• _Work required_
Find the line with "Ok(Self(id))" in the entries below. Repeat it, every following line, and the line with "standard entity IDs", exactly and with nothing added.

• _The data_
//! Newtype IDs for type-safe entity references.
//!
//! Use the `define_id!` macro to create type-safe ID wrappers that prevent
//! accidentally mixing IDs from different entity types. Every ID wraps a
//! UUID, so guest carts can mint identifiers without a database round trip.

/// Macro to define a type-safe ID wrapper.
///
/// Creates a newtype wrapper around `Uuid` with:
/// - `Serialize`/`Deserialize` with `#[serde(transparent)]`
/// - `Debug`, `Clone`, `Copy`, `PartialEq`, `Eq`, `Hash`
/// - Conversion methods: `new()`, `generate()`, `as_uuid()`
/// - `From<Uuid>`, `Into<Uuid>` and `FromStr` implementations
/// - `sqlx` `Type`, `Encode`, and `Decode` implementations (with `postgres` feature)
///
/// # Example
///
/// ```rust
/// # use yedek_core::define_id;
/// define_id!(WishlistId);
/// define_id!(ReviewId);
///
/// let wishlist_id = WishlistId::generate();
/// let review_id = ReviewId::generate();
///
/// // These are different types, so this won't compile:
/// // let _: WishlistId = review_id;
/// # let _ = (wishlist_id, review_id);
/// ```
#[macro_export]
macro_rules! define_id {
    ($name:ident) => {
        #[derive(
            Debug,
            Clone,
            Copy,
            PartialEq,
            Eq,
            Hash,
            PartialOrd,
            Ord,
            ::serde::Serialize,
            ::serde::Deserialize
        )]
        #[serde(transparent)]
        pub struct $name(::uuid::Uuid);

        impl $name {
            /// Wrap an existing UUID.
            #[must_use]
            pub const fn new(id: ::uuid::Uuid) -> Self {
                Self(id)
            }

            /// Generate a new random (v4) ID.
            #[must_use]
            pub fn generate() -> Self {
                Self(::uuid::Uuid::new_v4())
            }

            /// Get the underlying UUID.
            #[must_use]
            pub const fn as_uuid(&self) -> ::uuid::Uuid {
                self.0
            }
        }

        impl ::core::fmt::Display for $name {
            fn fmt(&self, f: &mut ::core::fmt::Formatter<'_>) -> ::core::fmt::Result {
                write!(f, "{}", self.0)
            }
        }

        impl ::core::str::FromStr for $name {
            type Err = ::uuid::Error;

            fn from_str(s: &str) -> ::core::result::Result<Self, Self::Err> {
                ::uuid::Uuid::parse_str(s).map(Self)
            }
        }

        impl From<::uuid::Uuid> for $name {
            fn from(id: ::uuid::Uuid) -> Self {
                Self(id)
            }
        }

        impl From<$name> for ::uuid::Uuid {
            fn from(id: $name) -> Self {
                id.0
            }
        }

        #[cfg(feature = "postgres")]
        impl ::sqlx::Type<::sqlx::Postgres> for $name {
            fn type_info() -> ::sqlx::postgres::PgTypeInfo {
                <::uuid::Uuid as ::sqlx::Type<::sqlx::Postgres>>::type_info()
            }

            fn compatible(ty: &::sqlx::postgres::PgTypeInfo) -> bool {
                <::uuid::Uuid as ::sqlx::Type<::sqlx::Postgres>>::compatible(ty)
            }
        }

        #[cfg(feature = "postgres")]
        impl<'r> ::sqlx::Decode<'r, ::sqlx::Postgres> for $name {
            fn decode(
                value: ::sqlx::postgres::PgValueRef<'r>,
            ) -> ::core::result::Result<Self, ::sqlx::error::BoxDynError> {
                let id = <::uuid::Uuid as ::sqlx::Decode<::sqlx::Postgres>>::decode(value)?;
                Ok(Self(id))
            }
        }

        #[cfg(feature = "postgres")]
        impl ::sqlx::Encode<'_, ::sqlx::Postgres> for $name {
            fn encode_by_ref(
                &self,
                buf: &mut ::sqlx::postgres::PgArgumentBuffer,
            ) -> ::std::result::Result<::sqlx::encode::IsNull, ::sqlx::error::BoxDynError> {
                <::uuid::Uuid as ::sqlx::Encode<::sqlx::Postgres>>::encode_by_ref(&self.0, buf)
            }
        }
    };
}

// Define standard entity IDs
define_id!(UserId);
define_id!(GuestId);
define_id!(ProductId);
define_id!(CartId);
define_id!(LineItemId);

• _Exercise result_
                Ok(Self(id))
            }
        }

        #[cfg(feature = "postgres")]
        impl ::sqlx::Encode<'_, ::sqlx::Postgres> for $name {
            fn encode_by_ref(
                &self,
                buf: &mut ::sqlx::postgres::PgArgumentBuffer,
            ) -> ::std::result::Result<::sqlx::encode::IsNull, ::sqlx::error::BoxDynError> {
                <::uuid::Uuid as ::sqlx::Encode<::sqlx::Postgres>>::encode_by_ref(&self.0, buf)
            }
        }
    };
}

// Define standard entity IDs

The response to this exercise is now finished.